After last week's turmoil, the Paris Bourse is expected to rise slightly on Monday to kick off another busy week of corporate results and major economic events.

At around 8:15 a.m., the CAC 40 index futures contract - for November delivery - recovered 22 points to 6,830, suggesting a return above the 6,800 mark at the opening.

The Paris market had conceded 0.3% last week, penalized in particular by the heavily punished earnings warnings from Sanofi and Worldline.

Investors reacted little, however, to the ECB's "status quo", which suggested that a pause in its monetary tightening process did not mean the end of its rate hike cycle.

Spreads are likely to remain limited on Monday as we await the many major earnings releases and indicators expected in the coming days.

The week that opens today promises to be another busy one, with the US Federal Reserve meeting expected to extend its pause on rates in view of the confirmed slowdown in inflation.

Monetary policy decisions by the Bank of Japan (BoJ) tomorrow and the Bank of England (BoE) on Thursday will also be closely watched.

The macroeconomic agenda for the days ahead also promises to be busy, with the first estimates of third-quarter economic growth in the Eurozone and October inflation in the Eurozone due tomorrow.

But the highlight of the week will be the US non-farm payrolls for October, due out on Friday.

Economists are expecting only 190,000 new jobs to be created last month, a marked slowdown on September's 336,000, due to the impact of the UAW strike.

Market participants will also be taking note of a series of corporate results, including Apple's on Thursday after the close of Wall Street.

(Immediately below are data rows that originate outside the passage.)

// crates/backplane-core/src/interfaces/mod.rs
// ============================================================================
// Module: Backplane Interfaces
// Description: Backend-agnostic store interfaces for credentials and blobs.
// Purpose: Define the contract surfaces implemented by durable backends.
// Dependencies: crate::core, thiserror
// ============================================================================

//! ## Overview
//! Interfaces define how Backplane integrates with durable storage without
//! embedding backend-specific details. Implementations fail closed: lookup
//! failures surface as errors, never as silent empty results. In-memory
//! implementations back unit tests and let the gateway be composed without a
//! filesystem.

// ============================================================================
// SECTION: Imports
// ============================================================================

use std::collections::HashMap;
use std::sync::Arc;
use std::sync::Mutex;

use thiserror::Error;

use crate::core::credentials::AppCredential;
use crate::core::identifiers::AppCode;
use crate::core::identifiers::StorageKey;
use crate::core::value::StoredValue;

// ============================================================================
// SECTION: Errors
// ============================================================================

/// Store errors shared by credential and blob backends.
///
/// # Invariants
/// - Variants are stable for programmatic handling.
/// - Messages never embed stored payloads or API keys.
#[derive(Debug, Error)]
pub enum StoreError {
    /// The underlying engine cannot be opened or reached.
    #[error("store unavailable: {0}")]
    Unavailable(String),
    /// An individual read operation failed.
    #[error("store read error: {0}")]
    Read(String),
    /// An individual write operation failed.
    #[error("store write error: {0}")]
    Write(String),
    /// Stored data is invalid for the requested operation.
    #[error("store invalid data: {0}")]
    Invalid(String),
    /// Stored data is corrupted or fails integrity checks.
    #[error("store corruption: {0}")]
    Corrupt(String),
}

// ============================================================================
// SECTION: Credential Store
// ============================================================================

/// Durable table mapping an application code to its credential record.
pub trait CredentialStore: Send + Sync {
    /// Loads a credential by application code.
    ///
    /// # Errors
    ///
    /// Returns [`StoreError`] when the lookup fails; an absent record is
    /// `Ok(None)`.
    fn get(&self, app_code: &AppCode) -> Result<Option<AppCredential>, StoreError>;

    /// Persists a credential record (unconditional overwrite).
    ///
    /// # Errors
    ///
    /// Returns [`StoreError`] when the write fails.
    fn set(&self, credential: &AppCredential) -> Result<(), StoreError>;

    /// Reports store readiness for liveness/readiness checks.
    ///
    /// # Errors
    ///
    /// Returns [`StoreError`] when the store is unavailable.
    fn readiness(&self) -> Result<(), StoreError> {
        Ok(())
    }
}

/// Shared, cloneable handle to a credential store implementation.
///
/// # Invariants
/// - Clones share the same underlying store.
#[derive(Clone)]
pub struct SharedCredentialStore {
    /// Type-erased store implementation.
    inner: Arc<dyn CredentialStore>,
}

impl SharedCredentialStore {
    /// Wraps a concrete store implementation.
    #[must_use]
    pub fn from_store<S: CredentialStore + 'static>(store: S) -> Self {
        Self {
            inner: Arc::new(store),
        }
    }

    /// Loads a credential by application code.
    ///
    /// # Errors
    ///
    /// Returns [`StoreError`] when the lookup fails.
    pub fn get(&self, app_code: &AppCode) -> Result<Option<AppCredential>, StoreError> {
        self.inner.get(app_code)
    }

    /// Persists a credential record.
    ///
    /// # Errors
    ///
    /// Returns [`StoreError`] when the write fails.
    pub fn set(&self, credential: &AppCredential) -> Result<(), StoreError> {
        self.inner.set(credential)
    }

    /// Reports store readiness.
    ///
    /// # Errors
    ///
    /// Returns [`StoreError`] when the store is unavailable.
    pub fn readiness(&self) -> Result<(), StoreError> {
        self.inner.readiness()
    }
}

// ============================================================================
// SECTION: Blob Store
// ============================================================================

/// Durable key-value store for one (application, content-type) partition.
pub trait BlobStore: Send + Sync {
    /// Loads a value by key.
    ///
    /// # Errors
    ///
    /// Returns [`StoreError`] when the lookup fails; an absent key is
    /// `Ok(None)`.
    fn get(&self, key: &StorageKey) -> Result<Option<StoredValue>, StoreError>;

    /// Persists a value under a key (last write wins).
    ///
    /// # Errors
    ///
    /// Returns [`StoreError`] when the write fails.
    fn set(&self, key: &StorageKey, value: &StoredValue) -> Result<(), StoreError>;

    /// Reports store readiness for liveness/readiness checks.
    ///
    /// # Errors
    ///
    /// Returns [`StoreError`] when the store is unavailable.
    fn readiness(&self) -> Result<(), StoreError> {
        Ok(())
    }
}

/// Shared, cloneable handle to a blob store implementation.
///
/// # Invariants
/// - Clones share the same underlying store.
#[derive(Clone)]
pub struct SharedBlobStore {
    /// Type-erased store implementation.
    inner: Arc<dyn BlobStore>,
}

impl SharedBlobStore {
    /// Wraps a concrete store implementation.
    #[must_use]
    pub fn from_store<S: BlobStore + 'static>(store: S) -> Self {
        Self {
            inner: Arc::new(store),
        }
    }

    /// Loads a value by key.
    ///
    /// # Errors
    ///
    /// Returns [`StoreError`] when the lookup fails.
    pub fn get(&self, key: &StorageKey) -> Result<Option<StoredValue>, StoreError> {
        self.inner.get(key)
    }

    /// Persists a value under a key.
    ///
    /// # Errors
    ///
    /// Returns [`StoreError`] when the write fails.
    pub fn set(&self, key: &StorageKey, value: &StoredValue) -> Result<(), StoreError> {
        self.inner.set(key, value)
    }

    /// Reports store readiness.
    ///
    /// # Errors
    ///
    /// Returns [`StoreError`] when the store is unavailable.
    pub fn readiness(&self) -> Result<(), StoreError> {
        self.inner.readiness()
    }
}

// ============================================================================
// SECTION: In-Memory Stores
// ============================================================================

/// In-memory credential store for tests and composition.
///
/// # Invariants
/// - Records live for the lifetime of the store only.
#[derive(Default)]
pub struct InMemoryCredentialStore {
    /// Credential records keyed by application code.
    records: Mutex<HashMap<String, AppCredential>>,
}

impl InMemoryCredentialStore {
    /// Creates an empty in-memory credential store.
    #[must_use]
    pub fn new() -> Self {
        Self::default()
    }
}

impl CredentialStore for InMemoryCredentialStore {
    fn get(&self, app_code: &AppCode) -> Result<Option<AppCredential>, StoreError> {
        let guard = self
            .records
            .lock()
            .map_err(|_| StoreError::Unavailable("credential store mutex poisoned".to_string()))?;
        Ok(guard.get(app_code.as_str()).cloned())
    }

    fn set(&self, credential: &AppCredential) -> Result<(), StoreError> {
        let mut guard = self
            .records
            .lock()
            .map_err(|_| StoreError::Unavailable("credential store mutex poisoned".to_string()))?;
        guard.insert(credential.app_code.as_str().to_string(), credential.clone());
        Ok(())
    }
}

/// In-memory blob store for tests and composition.
///
/// # Invariants
/// - Values live for the lifetime of the store only.
#[derive(Default)]
pub struct InMemoryBlobStore {
    /// Values keyed by storage key.
    records: Mutex<HashMap<String, StoredValue>>,
}

impl InMemoryBlobStore {
    /// Creates an empty in-memory blob store.
    #[must_use]
    pub fn new() -> Self {
        Self::default()
    }
}

impl BlobStore for InMemoryBlobStore {
    fn get(&self, key: &StorageKey) -> Result<Option<StoredValue>, StoreError> {
        let guard = self
            .records
            .lock()
            .map_err(|_| StoreError::Unavailable("blob store mutex poisoned".to_string()))?;
        Ok(guard.get(key.as_str()).cloned())
    }

    fn set(&self, key: &StorageKey, value: &StoredValue) -> Result<(), StoreError> {
        let mut guard = self
            .records
            .lock()
            .map_err(|_| StoreError::Unavailable("blob store mutex poisoned".to_string()))?;
        guard.insert(key.as_str().to_string(), value.clone());
        Ok(())
    }
}
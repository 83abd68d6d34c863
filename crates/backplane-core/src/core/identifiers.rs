// crates/backplane-core/src/core/identifiers.rs
// ============================================================================
// Module: Backplane Identifiers
// Description: Canonical opaque identifiers for applications, partitions, and keys.
// Purpose: Provide strongly typed, serializable identifiers with stable wire forms.
// Dependencies: serde
// ============================================================================

//! ## Overview
//! This module defines the canonical identifiers used throughout Backplane.
//! Identifiers are opaque strings on the wire. [`ContentTypeTag`] is the only
//! normalizing type: it uppercases its input at construction so the derived
//! partition path is stable regardless of request casing.

// ============================================================================
// SECTION: Imports
// ============================================================================

use std::fmt;

use serde::Deserialize;
use serde::Serialize;

// ============================================================================
// SECTION: Identifier Types
// ============================================================================

/// Application identifier issued at registration.
///
/// # Invariants
/// - Opaque UTF-8 string; no normalization or validation is applied by this type.
#[derive(Debug, Clone, PartialEq, Eq, Hash, Serialize, Deserialize)]
#[serde(transparent)]
pub struct AppCode(String);

impl AppCode {
    /// Creates a new application code.
    #[must_use]
    pub fn new(code: impl Into<String>) -> Self {
        Self(code.into())
    }

    /// Returns the code as a string slice.
    #[must_use]
    pub fn as_str(&self) -> &str {
        &self.0
    }
}

impl fmt::Display for AppCode {
    fn fmt(&self, f: &mut fmt::Formatter<'_>) -> fmt::Result {
        self.0.fmt(f)
    }
}

impl From<&str> for AppCode {
    fn from(value: &str) -> Self {
        Self::new(value)
    }
}

impl From<String> for AppCode {
    fn from(value: String) -> Self {
        Self::new(value)
    }
}

/// Normalized content-type partition label.
///
/// # Invariants
/// - Always uppercase; construction uppercases the raw input.
#[derive(Debug, Clone, PartialEq, Eq, Hash, Serialize, Deserialize)]
#[serde(transparent)]
pub struct ContentTypeTag(String);

impl ContentTypeTag {
    /// Creates a normalized content-type tag from a raw path parameter.
    #[must_use]
    pub fn new(raw: impl Into<String>) -> Self {
        Self(raw.into().to_ascii_uppercase())
    }

    /// Returns the normalized tag as a string slice.
    #[must_use]
    pub fn as_str(&self) -> &str {
        &self.0
    }
}

impl fmt::Display for ContentTypeTag {
    fn fmt(&self, f: &mut fmt::Formatter<'_>) -> fmt::Result {
        self.0.fmt(f)
    }
}

impl From<&str> for ContentTypeTag {
    fn from(value: &str) -> Self {
        Self::new(value)
    }
}

impl From<String> for ContentTypeTag {
    fn from(value: String) -> Self {
        Self::new(value)
    }
}

/// Storage key within a partition.
///
/// # Invariants
/// - Opaque UTF-8 string; no normalization or validation is applied by this type.
#[derive(Debug, Clone, PartialEq, Eq, Hash, Serialize, Deserialize)]
#[serde(transparent)]
pub struct StorageKey(String);

impl StorageKey {
    /// Creates a new storage key.
    #[must_use]
    pub fn new(key: impl Into<String>) -> Self {
        Self(key.into())
    }

    /// Returns the key as a string slice.
    #[must_use]
    pub fn as_str(&self) -> &str {
        &self.0
    }
}

impl fmt::Display for StorageKey {
    fn fmt(&self, f: &mut fmt::Formatter<'_>) -> fmt::Result {
        self.0.fmt(f)
    }
}

impl From<&str> for StorageKey {
    fn from(value: &str) -> Self {
        Self::new(value)
    }
}

impl From<String> for StorageKey {
    fn from(value: String) -> Self {
        Self::new(value)
    }
}
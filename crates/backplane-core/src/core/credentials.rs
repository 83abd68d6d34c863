// crates/backplane-core/src/core/credentials.rs
// ============================================================================
// Module: Backplane Application Credentials
// Description: Credential record issued to registered applications.
// Purpose: Model the (app code, API key) identity persisted by the gateway.
// Dependencies: serde
// ============================================================================

//! ## Overview
//! An [`AppCredential`] is created exactly once per application at
//! registration (or by bootstrap for the root identity) and is never mutated
//! or deleted afterwards. The wire shape uses camelCase field names so
//! registration responses match the published HTTP surface.

// ============================================================================
// SECTION: Imports
// ============================================================================

use serde::Deserialize;
use serde::Serialize;

use crate::core::identifiers::AppCode;

// ============================================================================
// SECTION: Constants
// ============================================================================

/// Application code reserved for the root identity created by bootstrap.
pub const ROOT_APP_CODE: &str = "__ROOT__";

/// Content-type partition every new application is initialized with.
pub const DEFAULT_CONTENT_TYPE: &str = "user";

/// Returns the content-type list assigned to freshly issued credentials.
#[must_use]
pub fn default_content_types() -> Vec<String> {
    vec![DEFAULT_CONTENT_TYPE.to_string()]
}

// ============================================================================
// SECTION: Credential Record
// ============================================================================

/// Credential record for a registered application.
///
/// # Invariants
/// - `app_code` and `api_key` are generated once and never rotated in place.
/// - `content_types` is initialized to `["user"]`; no operation mutates it.
/// - Exactly one record with `app_code == "__ROOT__"` exists after bootstrap.
#[derive(Debug, Clone, PartialEq, Eq, Serialize, Deserialize)]
#[serde(rename_all = "camelCase")]
pub struct AppCredential {
    /// Globally unique application identifier.
    pub app_code: AppCode,
    /// Secret bearer token presented as the basic-auth password.
    pub api_key: String,
    /// Human-readable label.
    pub title: String,
    /// Declared content-type partitions (not enforced against requests).
    pub content_types: Vec<String>,
}

impl AppCredential {
    /// Creates a credential with the default content-type list.
    #[must_use]
    pub fn new(app_code: AppCode, api_key: String, title: String) -> Self {
        Self {
            app_code,
            api_key,
            title,
            content_types: default_content_types(),
        }
    }

    /// Creates the root credential synthesized by bootstrap.
    #[must_use]
    pub fn root(api_key: String) -> Self {
        Self::new(
            AppCode::new(ROOT_APP_CODE),
            api_key,
            ROOT_APP_CODE.to_string(),
        )
    }

    /// Returns true when this is the bootstrap root credential.
    #[must_use]
    pub fn is_root(&self) -> bool {
        self.app_code.as_str() == ROOT_APP_CODE
    }
}
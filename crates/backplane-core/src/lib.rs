// crates/backplane-core/src/lib.rs
// ============================================================================
// Module: Backplane Core Library
// Description: Identity generation, credential model, and store interfaces.
// Purpose: Define the backend-agnostic building blocks of the blob gateway.
// Dependencies: rand, serde, serde_json, thiserror
// ============================================================================

//! ## Overview
//! Backplane Core defines the typed identifiers, the application credential
//! model, the opaque stored-value model, and the [`CredentialStore`] /
//! [`BlobStore`] seams that durable backends implement. In-memory reference
//! implementations are provided for tests and composition.
//!
//! Security posture: credential records carry long-lived API keys; callers
//! must never log or echo `api_key` values outside the issuance response.

// ============================================================================
// SECTION: Modules
// ============================================================================

pub mod core;
pub mod interfaces;

// ============================================================================
// SECTION: Re-Exports
// ============================================================================

pub use self::core::credentials::AppCredential;
pub use self::core::credentials::DEFAULT_CONTENT_TYPE;
pub use self::core::credentials::ROOT_APP_CODE;
pub use self::core::credentials::default_content_types;
pub use self::core::identifiers::AppCode;
pub use self::core::identifiers::ContentTypeTag;
pub use self::core::identifiers::StorageKey;
pub use self::core::identity::AUTH_TOKEN_LENGTH;
pub use self::core::identity::ID_ALPHABET;
pub use self::core::identity::ID_LENGTH;
pub use self::core::identity::RandomSourceError;
pub use self::core::identity::TOKEN_ALPHABET;
pub use self::core::identity::choose;
pub use self::core::identity::generate_auth_token;
pub use self::core::identity::generate_id;
pub use self::core::identity::generate_random_string;
pub use self::core::title::generate_title;
pub use self::core::value::StoredValue;
pub use interfaces::BlobStore;
pub use interfaces::CredentialStore;
pub use interfaces::InMemoryBlobStore;
pub use interfaces::InMemoryCredentialStore;
pub use interfaces::SharedBlobStore;
pub use interfaces::SharedCredentialStore;
pub use interfaces::StoreError;
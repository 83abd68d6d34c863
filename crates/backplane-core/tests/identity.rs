// crates/backplane-core/tests/identity.rs
// ============================================================================
// Module: Identity Generator Tests
// Description: Length, alphabet, and uniqueness properties of generation.
// Purpose: Validate uniform sampling contracts without a fixed seed.
// ============================================================================

//! Property and unit tests for the identity generator.

#![allow(
    clippy::panic,
    clippy::print_stdout,
    clippy::print_stderr,
    clippy::unwrap_used,
    clippy::expect_used,
    clippy::use_debug,
    clippy::dbg_macro,
    clippy::panic_in_result_fn,
    clippy::unwrap_in_result,
    reason = "Test-only assertions and helpers are permitted."
)]

use std::collections::HashSet;

use backplane_core::AUTH_TOKEN_LENGTH;
use backplane_core::ID_ALPHABET;
use backplane_core::ID_LENGTH;
use backplane_core::RandomSourceError;
use backplane_core::TOKEN_ALPHABET;
use backplane_core::generate_auth_token;
use backplane_core::generate_id;
use backplane_core::generate_random_string;
use proptest::prelude::*;

#[test]
fn random_string_has_exact_length() {
    for length in [0_usize, 1, 7, 32, 256] {
        let out = generate_random_string(length, ID_ALPHABET).expect("generate");
        assert_eq!(out.chars().count(), length);
    }
}

#[test]
fn random_string_draws_only_from_alphabet() {
    let allowed: HashSet<char> = TOKEN_ALPHABET.chars().collect();
    let out = generate_random_string(4_096, TOKEN_ALPHABET).expect("generate");
    for symbol in out.chars() {
        assert!(allowed.contains(&symbol), "character {symbol:?} outside alphabet");
    }
}

#[test]
fn empty_alphabet_is_rejected() {
    let result = generate_random_string(8, "");
    assert!(matches!(result, Err(RandomSourceError::EmptyAlphabet)));
}

#[test]
fn generated_id_carries_prefix_and_length() {
    let id = generate_id("app", ID_LENGTH).expect("generate");
    let (prefix, random) = id.split_once('_').expect("separator");
    assert_eq!(prefix, "app");
    assert_eq!(random.len(), ID_LENGTH);
    assert!(random.chars().all(|symbol| ID_ALPHABET.contains(symbol)));
}

#[test]
fn auth_token_length_is_fixed() {
    let token = generate_auth_token().expect("generate");
    assert_eq!(token.len(), AUTH_TOKEN_LENGTH);
}

#[test]
fn generated_ids_do_not_collide() {
    // 190 bits of entropy per code; any collision in a small sample is a bug.
    let mut seen = HashSet::new();
    for _ in 0..1_000 {
        let id = generate_id("app", ID_LENGTH).expect("generate");
        assert!(seen.insert(id), "duplicate application code generated");
    }
}

#[test]
fn every_alphabet_position_is_reachable() {
    // With 4096 draws over 62 symbols, a missing symbol indicates biased
    // sampling rather than bad luck (miss probability below 1e-28 per symbol).
    let out = generate_random_string(4_096, ID_ALPHABET).expect("generate");
    let seen: HashSet<char> = out.chars().collect();
    for symbol in ID_ALPHABET.chars() {
        assert!(seen.contains(&symbol), "symbol {symbol:?} never drawn");
    }
}

proptest! {
    #[test]
    fn arbitrary_lengths_and_alphabets_hold_the_contract(
        length in 0_usize .. 128,
        alphabet in "[0-9A-Za-z!@#$%^*()_=+?.,-]{1,40}",
    ) {
        let out = generate_random_string(length, &alphabet).expect("generate");
        prop_assert_eq!(out.chars().count(), length);
        for symbol in out.chars() {
            prop_assert!(alphabet.contains(symbol));
        }
    }
}
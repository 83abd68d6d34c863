// crates/backplane-gateway/src/blob.rs
// ============================================================================
// Module: Blob Access Layer
// Description: Partition-scoped read/write operations for stored values.
// Purpose: Resolve call context from path parameters and touch the store.
// Dependencies: backplane-core
// ============================================================================

//! ## Overview
//! The blob access layer turns request path parameters into a call context
//! (application code, normalized content type, storage key, derived partition
//! path) and performs the read or write. Absent keys read as JSON `null`;
//! genuine store failures propagate to the caller. The keyless write route
//! generates a fresh key named after the content type.

// ============================================================================
// SECTION: Imports
// ============================================================================

use std::path::Path;

use backplane_core::AppCode;
use backplane_core::ContentTypeTag;
use backplane_core::ID_LENGTH;
use backplane_core::RandomSourceError;
use backplane_core::StorageKey;
use backplane_core::StoreError;
use backplane_core::StoredValue;
use backplane_core::generate_id;

use crate::registry::PartitionRef;
use crate::registry::PartitionRegistry;

// ============================================================================
// SECTION: Call Context
// ============================================================================

/// Resolved context for one storage operation.
///
/// # Invariants
/// - `partition.content_type` is uppercased.
/// - `key` is either caller-supplied or server-generated.
#[derive(Debug, Clone)]
pub struct CallContext {
    /// Target partition.
    pub partition: PartitionRef,
    /// Storage key within the partition.
    pub key: StorageKey,
}

impl CallContext {
    /// Builds a context for a caller-supplied key.
    #[must_use]
    pub fn keyed(
        data_dir: &Path,
        app_code: impl Into<AppCode>,
        content_type: impl Into<String>,
        key: impl Into<StorageKey>,
    ) -> Self {
        let partition =
            PartitionRef::derive(data_dir, app_code.into(), ContentTypeTag::new(content_type));
        Self {
            partition,
            key: key.into(),
        }
    }

    /// Builds a context with a server-generated key.
    ///
    /// The key is prefixed with the normalized content type, so generated
    /// keys are recognizable within a partition.
    ///
    /// # Errors
    ///
    /// Returns [`RandomSourceError`] when the OS random source fails.
    pub fn keyless(
        data_dir: &Path,
        app_code: impl Into<AppCode>,
        content_type: impl Into<String>,
    ) -> Result<Self, RandomSourceError> {
        let tag = ContentTypeTag::new(content_type);
        let key = generate_id(tag.as_str(), ID_LENGTH)?;
        let partition = PartitionRef::derive(data_dir, app_code.into(), tag);
        Ok(Self {
            partition,
            key: StorageKey::new(key),
        })
    }
}

// ============================================================================
// SECTION: Operations
// ============================================================================

/// Reads the value under the context's key.
///
/// Absent keys yield [`StoredValue::null`]; only genuine store failures
/// surface as errors.
///
/// # Errors
///
/// Returns [`StoreError`] when the partition cannot be opened or the read
/// fails.
pub fn read(registry: &PartitionRegistry, context: &CallContext) -> Result<StoredValue, StoreError> {
    let store = registry.store_for(&context.partition)?;
    let value = store.get(&context.key)?;
    Ok(value.unwrap_or_else(StoredValue::null))
}

/// Writes the value under the context's key (last write wins).
///
/// # Errors
///
/// Returns [`StoreError`] when the partition cannot be opened or the write
/// fails.
pub fn write(
    registry: &PartitionRegistry,
    context: &CallContext,
    value: &StoredValue,
) -> Result<(), StoreError> {
    let store = registry.store_for(&context.partition)?;
    store.set(&context.key, value)
}

// ============================================================================
// SECTION: Tests
// ============================================================================
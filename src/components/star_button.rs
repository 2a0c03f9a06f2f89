//! Star Button Component
//!
//! Filled star for favorites. Dimmed while the star is being saved.

use leptos::prelude::*;

#[component]
pub fn StarButton(
    #[prop(into)] starred: Signal<bool>,
    #[prop(into)] pending: Signal<bool>,
    #[prop(into)] on_click: Callback<()>,
) -> impl IntoView {
    view! {
        <button
            class=move || match (starred.get(), pending.get()) {
                (_, true) => "star-btn pending",
                (true, false) => "star-btn starred",
                (false, false) => "star-btn",
            }
            title=move || if starred.get() { "Unstar" } else { "Star" }
            on:click=move |ev| {
                ev.stop_propagation();
                on_click.run(());
            }
        >
            {move || if starred.get() { "★" } else { "☆" }}
        </button>
    }
}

At this stage of the earnings season, some 49% of S&P 500 companies have already published their quarterly results, and 78% of them have exceeded consensus, according to data published by FactSet.

On the New York Stock Exchange, the S&P 500 and Nasdaq lost more than 2% last week and have now entered correction territory, down more than 10% from their July highs.

On the bond front, however, tensions continue to ease on yields after the sharp rise of recent weeks.

The US 10-year yield confirmed its return below the 4.85% threshold after jumping to 5.02% early last week, setting a new high since 2007.

Oil prices extended their decline of the past week due to a less favorable outlook with the expected slowdown in global growth.

Brent crude dropped 1.2% to $89.4 a barrel, while U.S. light crude (West Texas Intermediate, WTI) was down 1.5% at $84.3.

The situation on the market is likely to change very quickly, however, as the Israeli-Palestinian conflict intensifies following the destructive shooting and bombing of Gaza over the weekend.